> **WORK TASK**
Every line holding the string "Full" is to be copied from the entries below.

┌──

//! File system persistence for configuration
//!
//! Writes go through a temp file in the same directory and an atomic rename,
//! after copying the previous file to `config.toml.backup`.

use crate::{Config, ConfigError, ConfigResult, CONFIG_VERSION};
use std::fs;
use std::io::Write;
use std::path::{Path, PathBuf};
use tempfile::NamedTempFile;

/// Handles configuration file persistence
pub struct ConfigPersistence {
    config_path: PathBuf,
}

impl ConfigPersistence {
    /// Creates a new persistence handler for the given config file path
    pub fn new(config_path: PathBuf) -> Self {
        Self { config_path }
    }

    /// Loads configuration from file
    ///
    /// If the file doesn't exist, returns the default config.
    /// If the file is empty or corrupted, returns an error.
    pub fn load(&self) -> ConfigResult<Config> {
        if !self.config_path.exists() {
            log::info!(
                "Config file not found at {}, using defaults",
                self.config_path.display()
            );
            return Ok(Config::default());
        }

        let contents =
            fs::read_to_string(&self.config_path).map_err(|e| ConfigError::Read {
                path: self.config_path.clone(),
                source: e,
            })?;

        // An empty file is corrupt, not a request for defaults
        if contents.trim().is_empty() {
            return Err(ConfigError::Empty {
                path: self.config_path.clone(),
            });
        }

        let config: Config =
            toml::from_str(&contents).map_err(|e| ConfigError::Parse {
                path: self.config_path.clone(),
                source: e,
            })?;

        if config.version > CONFIG_VERSION {
            log::warn!(
                "Config version {} is newer than supported version {}, reading what is understood",
                config.version,
                CONFIG_VERSION
            );
        }

        // Validate the loaded config
        if let Err(errors) = config.validate() {
            let error_msg = errors
                .iter()
                .map(|e| e.to_string())
                .collect::<Vec<_>>()
                .join("; ");
            // Warn only, so a hand-edited file is not thrown away
            log::warn!("Config validation warnings: {}", error_msg);
        }

        Ok(config)
    }

    /// Saves configuration to file atomically
    ///
    /// This uses a temporary file and atomic rename to ensure the config
    /// file is never left in a corrupted state.
    pub fn save(&self, config: &Config) -> ConfigResult<()> {
        // Validate before saving
        config.validate().map_err(ConfigError::Invalid)?;

        if let Some(parent) = self.config_path.parent() {
            self.ensure_directory_exists(parent)?;
        }

        // Backup existing config if it exists
        if self.config_path.exists() {
            self.backup_config()?;
        }

        let toml_string = toml::to_string_pretty(config)?;

        let temp_file = self.create_temp_file()?;
        self.write_atomic(temp_file, &toml_string)?;

        log::info!("Config saved to {}", self.config_path.display());
        Ok(())
    }

    /// Ensures a directory exists, creating it if necessary
    fn ensure_directory_exists(&self, path: &Path) -> ConfigResult<()> {
        if !path.exists() {
            fs::create_dir_all(path).map_err(|e| ConfigError::CreateDir {
                path: path.to_path_buf(),
                source: e,
            })?;
            log::info!("Created config directory: {}", path.display());
        }
        Ok(())
    }

    /// Creates a backup of the current config file
    fn backup_config(&self) -> ConfigResult<()> {
        let backup_path = self.config_path.with_extension("toml.backup");
        fs::copy(&self.config_path, &backup_path).map_err(|e| ConfigError::Backup {
            path: backup_path.clone(),
            source: e,
        })?;
        log::debug!("Backed up config to {}", backup_path.display());
        Ok(())
    }

    /// Creates a temporary file in the same directory as the config file
    fn create_temp_file(&self) -> ConfigResult<NamedTempFile> {
        let dir = self
            .config_path
            .parent()
            .ok_or_else(|| {
                ConfigError::NoLocation("config path has no parent directory".to_string())
            })?;

        NamedTempFile::new_in(dir).map_err(|e| self.write_error(e))
    }

    /// Writes content to a temporary file and atomically renames it
    fn write_atomic(&self, mut temp_file: NamedTempFile, content: &str) -> ConfigResult<()> {
        temp_file
            .write_all(content.as_bytes())
            .map_err(|e| self.write_error(e))?;

        temp_file.flush().map_err(|e| self.write_error(e))?;
        temp_file
            .as_file()
            .sync_all()
            .map_err(|e| self.write_error(e))?;

        temp_file
            .persist(&self.config_path)
            .map_err(|e| self.write_error(e.error))?;

        Ok(())
    }

    fn write_error(&self, source: std::io::Error) -> ConfigError {
        ConfigError::Write {
            path: self.config_path.clone(),
            source,
        }
    }

    /// Writes a default config file
    pub fn generate_default(&self) -> ConfigResult<()> {
        self.save(&Config::default())?;

        log::info!("Generated default config at {}", self.config_path.display());
        Ok(())
    }
}
//! Screen reader announcement settings

use crate::validation::{ConfigSection, ValidationError};
use serde::{Deserialize, Serialize};

/// How much the announcer says
#[derive(Debug, Clone, Copy, Serialize, Deserialize, PartialEq, Eq, PartialOrd, Ord)]
#[serde(rename_all = "lowercase")]
pub enum Verbosity {
    /// Only critical messages
    Silent,
    /// Critical and minimal messages
    Minimal,
    /// Everything
    Full,
}

impl std::fmt::Display for Verbosity {
    fn fmt(&self, f: &mut std::fmt::Formatter<'_>) -> std::fmt::Result {
        match self {
            Verbosity::Silent => write!(f, "silent"),
            Verbosity::Minimal => write!(f, "minimal"),
            Verbosity::Full => write!(f, "full"),
        }
    }
}

#[derive(Debug, Clone, Serialize, Deserialize, PartialEq)]
#[serde(default)]
pub struct AccessibilityConfig {
    pub verbosity: Verbosity,

    /// Keep announcing non-critical messages while the app is not focused
    /// (feedback for global hotkeys)
    pub announce_when_unfocused: bool,
}

impl Default for AccessibilityConfig {
    fn default() -> Self {
        Self {
            verbosity: Verbosity::Full,
            announce_when_unfocused: true,
        }
    }
}

impl ConfigSection for AccessibilityConfig {
    fn validate(&self) -> Result<(), Vec<ValidationError>> {
        Ok(())
    }

    fn merge(&mut self, other: Self) {
        self.verbosity = other.verbosity;
        self.announce_when_unfocused = other.announce_when_unfocused;
    }

    fn section_name(&self) -> &'static str {
        "accessibility"
    }
}

#[cfg(test)]
mod tests {
    use super::*;

    #[test]
    fn test_verbosity_ordering() {
        assert!(Verbosity::Silent < Verbosity::Minimal);
        assert!(Verbosity::Minimal < Verbosity::Full);
    }

    #[test]
    fn test_verbosity_parses_lowercase() {
        let config: AccessibilityConfig = toml::from_str("verbosity = \"minimal\"").unwrap();
        assert_eq!(config.verbosity, Verbosity::Minimal);
        assert!(config.announce_when_unfocused);
    }
}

└──

> **TASK RESULT**
    Full,
            Verbosity::Full => write!(f, "full"),
            verbosity: Verbosity::Full,
        assert!(Verbosity::Minimal < Verbosity::Full);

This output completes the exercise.